Objective: The purpose of our study was to review concussion resulting from traumatic brain or sports injuries in civilian nationals of the ME.
Methods: We carried out PubMed literature search of all related articles in the past thirty years using search terms reflecting concussion and sports injuries in ME countries of Bahrain, Egypt, Iran, Iraq, Israel, Jordan, Kuwait, Lebanon, Oman, Palestine, Qatar, Saudi Arabia, Syria, Turkey, United Arab Emirates, and Yemen.
Results: 72 articles met our search criteria with relatively little data found on concussion within the parameters of this review. However, the reports that were found were diverse. Israel, Turkey and Iran led in publications.

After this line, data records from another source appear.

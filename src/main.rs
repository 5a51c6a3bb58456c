use std::path::PathBuf;

use anyhow::Context;
use clap::{Parser, Subcommand};
use serde::Serialize;
use sqlx::postgres::PgPoolOptions;
use sqlx::PgPool;
use tracing::warn;
use tracing_subscriber::EnvFilter;

mod cache;
mod db;
mod engine;
mod error;
mod instructor;
mod metrics;
mod models;
mod platform;
mod report;
mod student;

use crate::cache::{NoopCache, RedisCache, ReportCache};
use crate::db::PgStore;
use crate::engine::AnalyticsEngine;

#[derive(Parser)]
#[command(name = "learnline-analytics")]
#[command(about = "Analytics aggregation engine for the Learnline platform", long_about = None)]
struct Cli {
    /// Compute without consulting or writing the report cache.
    #[arg(long, global = true)]
    no_cache: bool,
    #[command(subcommand)]
    command: Commands,
}

#[derive(Subcommand)]
enum Commands {
    /// Create or upgrade the database schema
    InitDb,
    /// Load realistic seed data
    Seed,
    /// Instructor performance report
    Instructor {
        #[arg(long)]
        id: String,
        #[arg(long)]
        out: Option<PathBuf>,
    },
    /// Per-student learning analytics
    Student {
        #[arg(long)]
        id: String,
        #[arg(long)]
        out: Option<PathBuf>,
    },
    /// Platform-wide overview over a trailing window
    Platform {
        #[arg(long, default_value_t = 30)]
        window_days: u32,
        #[arg(long)]
        out: Option<PathBuf>,
    },
}

#[tokio::main]
async fn main() -> anyhow::Result<()> {
    tracing_subscriber::fmt()
        .with_env_filter(EnvFilter::from_default_env())
        .init();

    let cli = Cli::parse();
    let database_url = std::env::var("DATABASE_URL")
        .context("DATABASE_URL must be set to a Postgres instance")?;

    let pool = PgPoolOptions::new()
        .max_connections(5)
        .connect(&database_url)
        .await
        .context("failed to connect to Postgres")?;

    match cli.command {
        Commands::InitDb => {
            db::init_db(&pool).await?;
            println!("Schema ready.");
        }
        Commands::Seed => {
            db::seed(&pool).await?;
            println!("Seed data inserted.");
        }
        Commands::Instructor { id, out } => {
            let engine = build_engine(pool, cli.no_cache).await;
            let data = engine.instructor_performance(&id).await?;
            emit(&data, report::render_instructor(&data), out)?;
        }
        Commands::Student { id, out } => {
            let engine = build_engine(pool, cli.no_cache).await;
            let data = engine.student_analytics(&id).await?;
            emit(&data, report::render_student(&data), out)?;
        }
        Commands::Platform { window_days, out } => {
            let engine = build_engine(pool, cli.no_cache).await;
            let data = engine.platform_overview(window_days).await?;
            emit(&data, report::render_platform(&data), out)?;
        }
    }

    Ok(())
}

/// Cache selection: `REDIS_URL` enables the redis adapter, anything else
/// (unset, `--no-cache`, or a failed connection) degrades to no caching.
async fn build_engine(pool: PgPool, no_cache: bool) -> AnalyticsEngine<PgStore> {
    let cache: Box<dyn ReportCache> = if no_cache {
        Box::new(NoopCache)
    } else {
        match std::env::var("REDIS_URL") {
            Ok(url) => match RedisCache::connect(&url).await {
                Ok(redis) => Box::new(redis),
                Err(err) => {
                    warn!(%err, "redis unavailable, continuing without cache");
                    Box::new(NoopCache)
                }
            },
            Err(_) => Box::new(NoopCache),
        }
    };
    AnalyticsEngine::new(PgStore::new(pool), cache)
}

fn emit<T: Serialize>(data: &T, markdown: String, out: Option<PathBuf>) -> anyhow::Result<()> {
    match out {
        Some(path) => {
            std::fs::write(&path, markdown)?;
            println!("Report written to {}.", path.display());
        }
        None => println!("{}", serde_json::to_string_pretty(data)?),
    }
    Ok(())
}
use super::methods;
use super::types::{
    CallRequest, CallResponse, HeartbeatRequest, HeartbeatResponse, LogRequest, LogResponse,
    RegisterRequest, RegisterResponse,
};
use crate::config::TimeoutConfig;
use crate::ipc::IpcClient;
use crate::Result;
use std::time::Duration;

/// Plugin-side connection to the host's inbound server.
#[derive(Debug)]
pub struct HostClient {
    inner: IpcClient,
    address: String,
}

impl HostClient {
    /// Dial the host at `address` (`host:port`).
    pub async fn connect(address: &str) -> Result<Self> {
        let inner = IpcClient::connect(address, TimeoutConfig::CONNECT).await?;
        Ok(Self {
            inner,
            address: address.to_string(),
        })
    }

    pub fn address(&self) -> &str {
        &self.address
    }

    pub fn is_closed(&self) -> bool {
        self.inner.is_closed()
    }

    pub async fn register(&self, request: &RegisterRequest) -> Result<RegisterResponse> {
        self.inner
            .request(methods::REGISTER_PLUGIN, request, TimeoutConfig::REGISTRATION)
            .await
    }

    pub async fn heartbeat(
        &self,
        request: &HeartbeatRequest,
        timeout: Duration,
    ) -> Result<HeartbeatResponse> {
        self.inner.request(methods::HEARTBEAT, request, timeout).await
    }

    pub async fn call_host_function(
        &self,
        request: &CallRequest,
        timeout: Duration,
    ) -> Result<CallResponse> {
        self.inner
            .request(methods::CALL_HOST_FUNCTION, request, timeout)
            .await
    }

    pub async fn report_log(&self, request: &LogRequest) -> Result<LogResponse> {
        self.inner
            .request(methods::REPORT_LOG, request, TimeoutConfig::LOG_REPORT)
            .await
    }
}
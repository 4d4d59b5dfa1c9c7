//! Sample tether plugin.
//!
//! Serves text and math functions, calls back into its host and into other
//! plugins through the host, and logs pushed messages by type. Run with
//! `--info` to print its descriptor.

mod functions;

use std::process::ExitCode;
use tether_core::{Plugin, PluginConfig};
use tracing_subscriber::EnvFilter;

fn sample_plugin() -> Plugin {
    let config = PluginConfig::new(
        "SamplePlugin",
        "1.0.0",
        "Sample plugin with text processing, math and inter-plugin calls",
    )
    .with_id("sample-plugin")
    .with_capabilities(["text_processing", "math_calculation", "inter_plugin_call"]);

    let plugin = Plugin::new(config);
    functions::register(&plugin);
    plugin
}

#[tokio::main]
async fn main() -> ExitCode {
    // Stdout carries the metadata query reply; logs go to stderr
    tracing_subscriber::fmt()
        .with_env_filter(
            EnvFilter::try_from_default_env().unwrap_or_else(|_| EnvFilter::new("info")),
        )
        .with_target(false)
        .with_writer(std::io::stderr)
        .compact()
        .init();

    sample_plugin().run_cli().await
}
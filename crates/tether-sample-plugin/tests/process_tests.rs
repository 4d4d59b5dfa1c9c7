//! End-to-end tests running the sample plugin as a real child process.

use std::net::Ipv4Addr;
use std::path::PathBuf;
use std::time::{Duration, Instant};
use tether_core::{HostConfig, Metadata, Parameter, PluginDescriptor, PluginHost, PluginStatus};
use tokio::net::TcpListener;

fn plugin_binary() -> PathBuf {
    PathBuf::from(env!("CARGO_BIN_EXE_tether-sample-plugin"))
}

async fn start_host(config: HostConfig) -> PluginHost {
    let host = PluginHost::new(config.with_connect_settle_delay(Duration::from_millis(100)));
    let listener = TcpListener::bind((Ipv4Addr::LOCALHOST, 0)).await.unwrap();
    host.start_on(listener).unwrap();
    host
}

async fn wait_until(host: &PluginHost, id: &str, what: &str, check: impl Fn(&tether_core::PluginRecord) -> bool) {
    let deadline = Instant::now() + Duration::from_secs(20);
    loop {
        if host.get_plugin(id).as_ref().map(&check).unwrap_or(false) {
            return;
        }
        assert!(Instant::now() < deadline, "timed out waiting for {what}");
        tokio::time::sleep(Duration::from_millis(50)).await;
    }
}

#[tokio::test]
async fn test_info_mode_prints_descriptor_and_exits() {
    let output = tokio::time::timeout(
        Duration::from_secs(10),
        tokio::process::Command::new(plugin_binary())
            .arg("--info")
            .output(),
    )
    .await
    .expect("metadata query must terminate")
    .unwrap();

    assert!(output.status.success());
    let stdout = String::from_utf8(output.stdout).unwrap();
    let descriptor: PluginDescriptor = serde_json::from_str(stdout.trim()).unwrap();
    assert_eq!(descriptor.id, "sample-plugin");
    assert_eq!(descriptor.name, "SamplePlugin");
    for function in ["Add", "ReverseText", "TestHostCall", "TestPluginCall", "UpperCase"] {
        assert!(descriptor.functions.iter().any(|f| f == function), "missing {function}");
    }
}

#[tokio::test]
async fn test_host_runs_sample_plugin() {
    let logs = tempfile::tempdir().unwrap();
    let host = start_host(HostConfig::default().with_log_dir(logs.path())).await;

    let info = host.query_plugin_info(plugin_binary()).await.unwrap();
    assert_eq!(info.id, "sample-plugin");

    let id = host.start_plugin_by_path(plugin_binary()).await.unwrap();
    assert_eq!(id, "sample-plugin");
    wait_until(&host, &id, "running", |r| r.status == PluginStatus::Running).await;

    let response = host
        .call_plugin_function(&id, "ReverseText", vec![Parameter::string("text", "hello")])
        .await
        .unwrap();
    assert_eq!(response.value(), Some("olleh"));

    let response = host
        .call_plugin_function(
            &id,
            "Add",
            vec![Parameter::int("a", 1), Parameter::float("b", 2.0)],
        )
        .await
        .unwrap();
    assert_eq!(response.value(), Some("3.00"));

    let response = host
        .call_plugin_function(&id, "TestHostCall", vec![])
        .await
        .unwrap();
    assert!(response.success, "{}", response.message);
    assert!(response.value().unwrap().starts_with("host time: "));

    let response = host
        .send_message_to_plugin(&id, "notification", "hello", Metadata::new())
        .await
        .unwrap();
    assert_eq!(response.processed_count, 1);

    host.stop_plugin(&id).await.unwrap();
    assert_eq!(host.get_plugin(&id).unwrap().status, PluginStatus::Stopped);
    assert!(logs.path().join("sample-plugin.log").exists());

    host.stop().await;
}

#[tokio::test]
async fn test_exited_plugin_is_restarted() {
    let host = start_host(
        HostConfig::default()
            .with_max_restarts(1)
            .with_restart_backoff(Duration::from_millis(100)),
    )
    .await;

    let id = host.start_plugin_by_path(plugin_binary()).await.unwrap();
    wait_until(&host, &id, "running", |r| r.status == PluginStatus::Running).await;
    let first_pid = host.get_plugin(&id).unwrap().process.unwrap().pid();

    // A plugin that exits on its own while running has crashed
    let client = host.get_plugin(&id).unwrap().client.unwrap();
    assert!(client.shutdown("test").await.unwrap().success);

    wait_until(&host, &id, "restart", |r| {
        r.status == PluginStatus::Running && r.restart_count == 1
    })
    .await;
    let second_pid = host.get_plugin(&id).unwrap().process.unwrap().pid();
    assert_ne!(first_pid, second_pid);

    host.stop().await;
    assert_eq!(host.get_plugin(&id).unwrap().status, PluginStatus::Stopped);
}
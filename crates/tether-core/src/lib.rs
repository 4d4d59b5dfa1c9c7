//! Tether Core - multi-process plugin framework.
//!
//! A host process launches plugin executables as child processes and talks to
//! them over bidirectional RPC: the host serves registration, heartbeats,
//! host functions and inter-plugin relay; each plugin serves its own
//! functions and message handlers. The host supervises every plugin with
//! exit monitoring, heartbeat checks and a bounded restart policy.
//!
//! # Example
//!
//! ```rust,ignore
//! use tether_core::{HostConfig, Parameter, PluginHost};
//!
//! #[tokio::main]
//! async fn main() -> tether_core::Result<()> {
//!     let host = PluginHost::new(HostConfig::default());
//!     host.start().await?;
//!
//!     let id = host.start_plugin_by_path("./plugins/sample").await?;
//!     let response = host
//!         .call_plugin_function(&id, "ReverseText", vec![Parameter::string("text", "hello")])
//!         .await?;
//!     println!("{:?}", response.value());
//!
//!     host.stop().await;
//!     Ok(())
//! }
//! ```

pub mod cancel;
pub mod config;
pub mod error;
pub mod functions;
pub mod host;
pub mod ipc;
pub mod plugin;
pub mod process;
pub mod registry;
pub mod rpc;
pub mod singleton;

// Re-export commonly used types
pub use cancel::{CancellationToken, CancelledError};
pub use config::{EnvConfig, HostConfig, IpcConfig, PluginConfig, TimeoutConfig};
pub use error::{Result, TetherError};
pub use functions::{CallContext, Callable, FunctionTable};
pub use host::PluginHost;
pub use plugin::{MessageHandler, Plugin, PluginEnvironment, WeakPlugin};
pub use process::{CommandLauncher, ExitReport, LaunchSpec, PluginLauncher, PluginProcess};
pub use registry::{PluginRecord, PluginRegistry, PluginStatus};
pub use rpc::{
    CallRequest, CallResponse, LogLevel, MessageRequest, MessageResponse, Metadata, Parameter,
    ParameterType, PluginDescriptor,
};
pub use singleton::{check_single_instance, CommandMessage, InstanceRole, SingletonConfig};
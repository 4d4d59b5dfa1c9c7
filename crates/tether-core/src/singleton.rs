//! Single-instance guard for host-level programs.
//!
//! The first instance of an application claims a loopback port derived from
//! the application name and becomes the primary. Later instances find the
//! port taken, forward their command line to the primary and exit.
//!
//! Forwarded commands wait in a bounded queue. When the queue is full the
//! newest command is dropped and the sender is told it was not accepted.

use crate::config::TimeoutConfig;
use crate::error::{Result, TetherError};
use crate::ipc::{IpcClient, IpcDispatch, IpcServer, IpcServerHandle};
use serde::{Deserialize, Serialize};
use std::net::{IpAddr, Ipv4Addr};
use std::path::PathBuf;
use tokio::sync::mpsc;
use tracing::{debug, info, warn};

const FORWARD_COMMAND: &str = "ForwardCommand";

/// A command line forwarded by a secondary instance.
#[derive(Debug, Clone, PartialEq, Eq, Serialize, Deserialize)]
pub struct CommandMessage {
    pub args: Vec<String>,
    pub pid: u32,
    /// Unix seconds.
    pub timestamp: i64,
    pub work_dir: PathBuf,
}

impl CommandMessage {
    /// Describe the current process.
    pub fn current() -> Self {
        Self {
            args: std::env::args().skip(1).collect(),
            pid: std::process::id(),
            timestamp: chrono::Utc::now().timestamp(),
            work_dir: std::env::current_dir().unwrap_or_default(),
        }
    }
}

#[derive(Debug, Clone)]
pub struct SingletonConfig {
    pub app_name: String,
    /// First port of the range the claim port is derived into.
    pub port_base: u16,
    pub port_span: u16,
    /// Forwarded commands buffered before new ones are dropped.
    pub queue_depth: usize,
}

impl SingletonConfig {
    pub fn new(app_name: impl Into<String>) -> Self {
        Self {
            app_name: app_name.into(),
            port_base: 40000,
            port_span: 10000,
            queue_depth: 16,
        }
    }

    pub fn with_port_range(mut self, base: u16, span: u16) -> Self {
        self.port_base = base;
        self.port_span = span;
        self
    }

    pub fn with_queue_depth(mut self, depth: usize) -> Self {
        self.queue_depth = depth;
        self
    }

    /// Claim port for this application name.
    pub fn port(&self) -> u16 {
        let hash = blake3::hash(self.app_name.as_bytes());
        let bytes = hash.as_bytes();
        let value = u16::from_be_bytes([bytes[0], bytes[1]]);
        let span = self.port_span.max(1);
        self.port_base.saturating_add(value % span)
    }
}

/// Outcome of [`check_single_instance`].
#[derive(Debug)]
pub enum InstanceRole {
    /// This process owns the claim and receives forwarded commands.
    Primary(PrimaryInstance),
    /// Another instance owns the claim. `accepted` tells whether it queued
    /// the forwarded command.
    Secondary { accepted: bool },
}

/// The claim held by the first instance. Dropping it releases the claim.
#[derive(Debug)]
pub struct PrimaryInstance {
    commands: mpsc::Receiver<CommandMessage>,
    server: IpcServerHandle,
}

impl PrimaryInstance {
    /// Next forwarded command; `None` after [`close`](Self::close).
    pub async fn recv(&mut self) -> Option<CommandMessage> {
        self.commands.recv().await
    }

    pub fn port(&self) -> u16 {
        self.server.port
    }

    /// Release the claim and stop accepting commands.
    pub fn close(&mut self) {
        self.server.shutdown();
        self.commands.close();
    }
}

#[derive(Debug, Serialize, Deserialize)]
struct Forward {
    app: String,
    command: CommandMessage,
}

#[derive(Debug, Serialize, Deserialize)]
struct ForwardAck {
    app: String,
    accepted: bool,
}

struct SingletonService {
    app: String,
    queue: mpsc::Sender<CommandMessage>,
}

#[async_trait::async_trait]
impl IpcDispatch for SingletonService {
    async fn dispatch(&self, method: &str, params: serde_json::Value) -> Result<serde_json::Value> {
        if method != FORWARD_COMMAND {
            return Err(TetherError::MethodNotFound {
                method: method.to_string(),
            });
        }
        let forward: Forward = serde_json::from_value(params)?;
        if forward.app != self.app {
            return Err(TetherError::Validation {
                field: "app".to_string(),
                message: format!("instance belongs to {}", self.app),
            });
        }

        let pid = forward.command.pid;
        let accepted = match self.queue.try_send(forward.command) {
            Ok(()) => {
                debug!(pid, "Queued forwarded command");
                true
            }
            Err(mpsc::error::TrySendError::Full(_)) => {
                warn!(pid, "Command queue full; dropping forwarded command");
                false
            }
            Err(mpsc::error::TrySendError::Closed(_)) => false,
        };

        Ok(serde_json::to_value(ForwardAck {
            app: self.app.clone(),
            accepted,
        })?)
    }
}

/// Claim the single-instance slot, or forward `command` to its owner.
///
/// Fails when the claim port is held by a program that is not an instance
/// of this application.
pub async fn check_single_instance(
    config: &SingletonConfig,
    command: CommandMessage,
) -> Result<InstanceRole> {
    let port = config.port();
    let loopback = IpAddr::V4(Ipv4Addr::LOCALHOST);

    if let Ok(listener) = IpcServer::bind_in_range(loopback, port, port).await {
        let (queue, commands) = mpsc::channel(config.queue_depth.max(1));
        let service = std::sync::Arc::new(SingletonService {
            app: config.app_name.clone(),
            queue,
        });
        let server = IpcServer::start_on(listener, service)?;
        info!(app = %config.app_name, port, "Claimed single instance");
        return Ok(InstanceRole::Primary(PrimaryInstance { commands, server }));
    }

    let address = format!("{}:{}", loopback, port);
    let client = IpcClient::connect(&address, TimeoutConfig::CONNECT).await?;
    let forward = Forward {
        app: config.app_name.clone(),
        command,
    };
    let ack: ForwardAck = client
        .request(FORWARD_COMMAND, &forward, TimeoutConfig::CONNECT)
        .await
        .map_err(|e| TetherError::Config {
            message: format!("port {} is held by another program: {}", port, e),
        })?;
    if ack.app != config.app_name {
        return Err(TetherError::Config {
            message: format!("port {} is held by {}", port, ack.app),
        });
    }

    info!(app = %config.app_name, port, accepted = ack.accepted, "Forwarded command to running instance");
    Ok(InstanceRole::Secondary {
        accepted: ack.accepted,
    })
}
//! The plugin's link to its host: registration, the heartbeat sender and
//! the connection monitor that reconnects after a lost host.

use super::state::{lock, PluginState};
use crate::config::TimeoutConfig;
use crate::error::{Result, TetherError};
use crate::rpc::{HeartbeatRequest, HostClient, RegisterRequest};
use chrono::Utc;
use std::sync::Arc;
use std::time::Instant;
use tokio::time::MissedTickBehavior;
use tracing::{debug, error, info, warn};

/// Dial the host and register. Returns the registered connection.
pub(crate) async fn register(state: &PluginState, port: u16) -> Result<HostClient> {
    let client = HostClient::connect(&state.host_address).await?;

    let request = RegisterRequest {
        plugin_id: state.id.clone(),
        plugin_name: state.config.name.clone(),
        version: state.config.version.clone(),
        description: state.config.description.clone(),
        port,
        capabilities: state.config.capabilities.clone(),
        functions: state.functions.names(),
        launch_token: state.launch_token.clone(),
    };
    let response = client.register(&request).await?;
    if !response.success {
        return Err(TetherError::RegistrationRejected {
            message: response.message,
        });
    }

    info!(
        plugin_id = %state.id,
        host = %state.host_address,
        host_id = %response.host_id,
        port,
        "Registered with host"
    );
    Ok(client)
}

fn heartbeat_request(state: &PluginState) -> HeartbeatRequest {
    HeartbeatRequest {
        plugin_id: state.id.clone(),
        timestamp: Utc::now().timestamp(),
        status: state.status(),
    }
}

/// Send a heartbeat every `heartbeat_interval`. Failures are only logged;
/// the connection monitor decides when to reconnect.
pub(crate) async fn heartbeat_loop(state: Arc<PluginState>) {
    let mut ticker = tokio::time::interval(state.config.heartbeat_interval);
    ticker.set_missed_tick_behavior(MissedTickBehavior::Delay);
    ticker.tick().await;

    loop {
        tokio::select! {
            _ = ticker.tick() => {}
            _ = state.cancel.cancelled() => break,
        }
        let Some(client) = state.host_client() else {
            continue;
        };
        match client
            .heartbeat(&heartbeat_request(&state), TimeoutConfig::HEARTBEAT)
            .await
        {
            Ok(response) if response.success => debug!(plugin_id = %state.id, "Heartbeat acknowledged"),
            Ok(response) => warn!(plugin_id = %state.id, "Heartbeat refused: {}", response.message),
            Err(e) => warn!(plugin_id = %state.id, "Heartbeat failed: {}", e),
        }
    }
    debug!(plugin_id = %state.id, "Heartbeat sender stopped");
}

async fn probe(state: &PluginState) -> bool {
    let Some(client) = state.host_client() else {
        return false;
    };
    if client.is_closed() {
        return false;
    }
    match client
        .heartbeat(&heartbeat_request(state), TimeoutConfig::LINK_PROBE)
        .await
    {
        Ok(response) => response.success,
        Err(e) => {
            debug!(plugin_id = %state.id, "Link probe failed: {}", e);
            false
        }
    }
}

async fn reconnect(state: &PluginState) -> Result<()> {
    state.set_host_client(None);
    let port = (*lock(&state.port)).ok_or_else(|| TetherError::Config {
        message: "plugin server is not running".to_string(),
    })?;
    let client = register(state, port).await?;
    state.set_host_client(Some(Arc::new(client)));
    Ok(())
}

/// Probe the host every `health_check_interval`; after `link_grace_period`
/// without a successful probe, redial and re-register.
pub(crate) async fn link_monitor(state: Arc<PluginState>) {
    let config = &state.config;
    let mut ticker = tokio::time::interval(config.health_check_interval);
    ticker.set_missed_tick_behavior(MissedTickBehavior::Delay);
    ticker.tick().await;

    let mut last_success = Instant::now();
    let mut failures: u32 = 0;

    'monitor: loop {
        tokio::select! {
            _ = ticker.tick() => {}
            _ = state.cancel.cancelled() => break,
        }

        if probe(&state).await {
            last_success = Instant::now();
            failures = 0;
            continue;
        }
        if last_success.elapsed() < config.link_grace_period {
            debug!(plugin_id = %state.id, "Host unreachable; within grace period");
            continue;
        }

        warn!(plugin_id = %state.id, host = %state.host_address, "Lost connection to host; reconnecting");
        loop {
            let retryable = match reconnect(&state).await {
                Ok(()) => {
                    info!(plugin_id = %state.id, "Reconnected to host");
                    last_success = Instant::now();
                    failures = 0;
                    break;
                }
                Err(e) => {
                    failures += 1;
                    warn!(plugin_id = %state.id, attempt = failures, "Reconnect failed: {}", e);
                    e.is_retryable()
                }
            };

            // Refused registrations do not heal by redialing
            let exhausted =
                config.max_reconnect_tries > 0 && failures >= config.max_reconnect_tries;
            if !retryable || exhausted {
                let reason = if retryable {
                    "host unreachable"
                } else {
                    "host refused reconnection"
                };
                if config.close_on_host_disconnect {
                    error!(plugin_id = %state.id, attempts = failures, "{}; stopping", reason);
                    state.begin_shutdown(reason);
                } else {
                    error!(
                        plugin_id = %state.id,
                        attempts = failures,
                        "{}; giving up reconnecting",
                        reason
                    );
                }
                break 'monitor;
            }

            tokio::select! {
                _ = tokio::time::sleep(config.reconnect_interval) => {}
                _ = state.cancel.cancelled() => break 'monitor,
            }
        }
    }
    debug!(plugin_id = %state.id, "Connection monitor stopped");
}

Motor vehicle accidents were the leading cause of concussion from TBI (50-57%) followed by domestic injuries (30-40%) and sports injuries at 4-7%. Extremity injuries were most commonly reported unlike head injuries often invisible and underreported. Male gender, young children, pedestrian and car traffic accidents, lack of protective gear, cell phone use, impulsive behaviors as well as training overload, lack of sleep, contact sports and violence were all risk factors for concussion.
Conclusions: In this review, we highlighted the nascent topic of concussion in the ME and the need for additional research dictating awareness programs and implementing new safety policies to lower morbidity and mortality across all ages.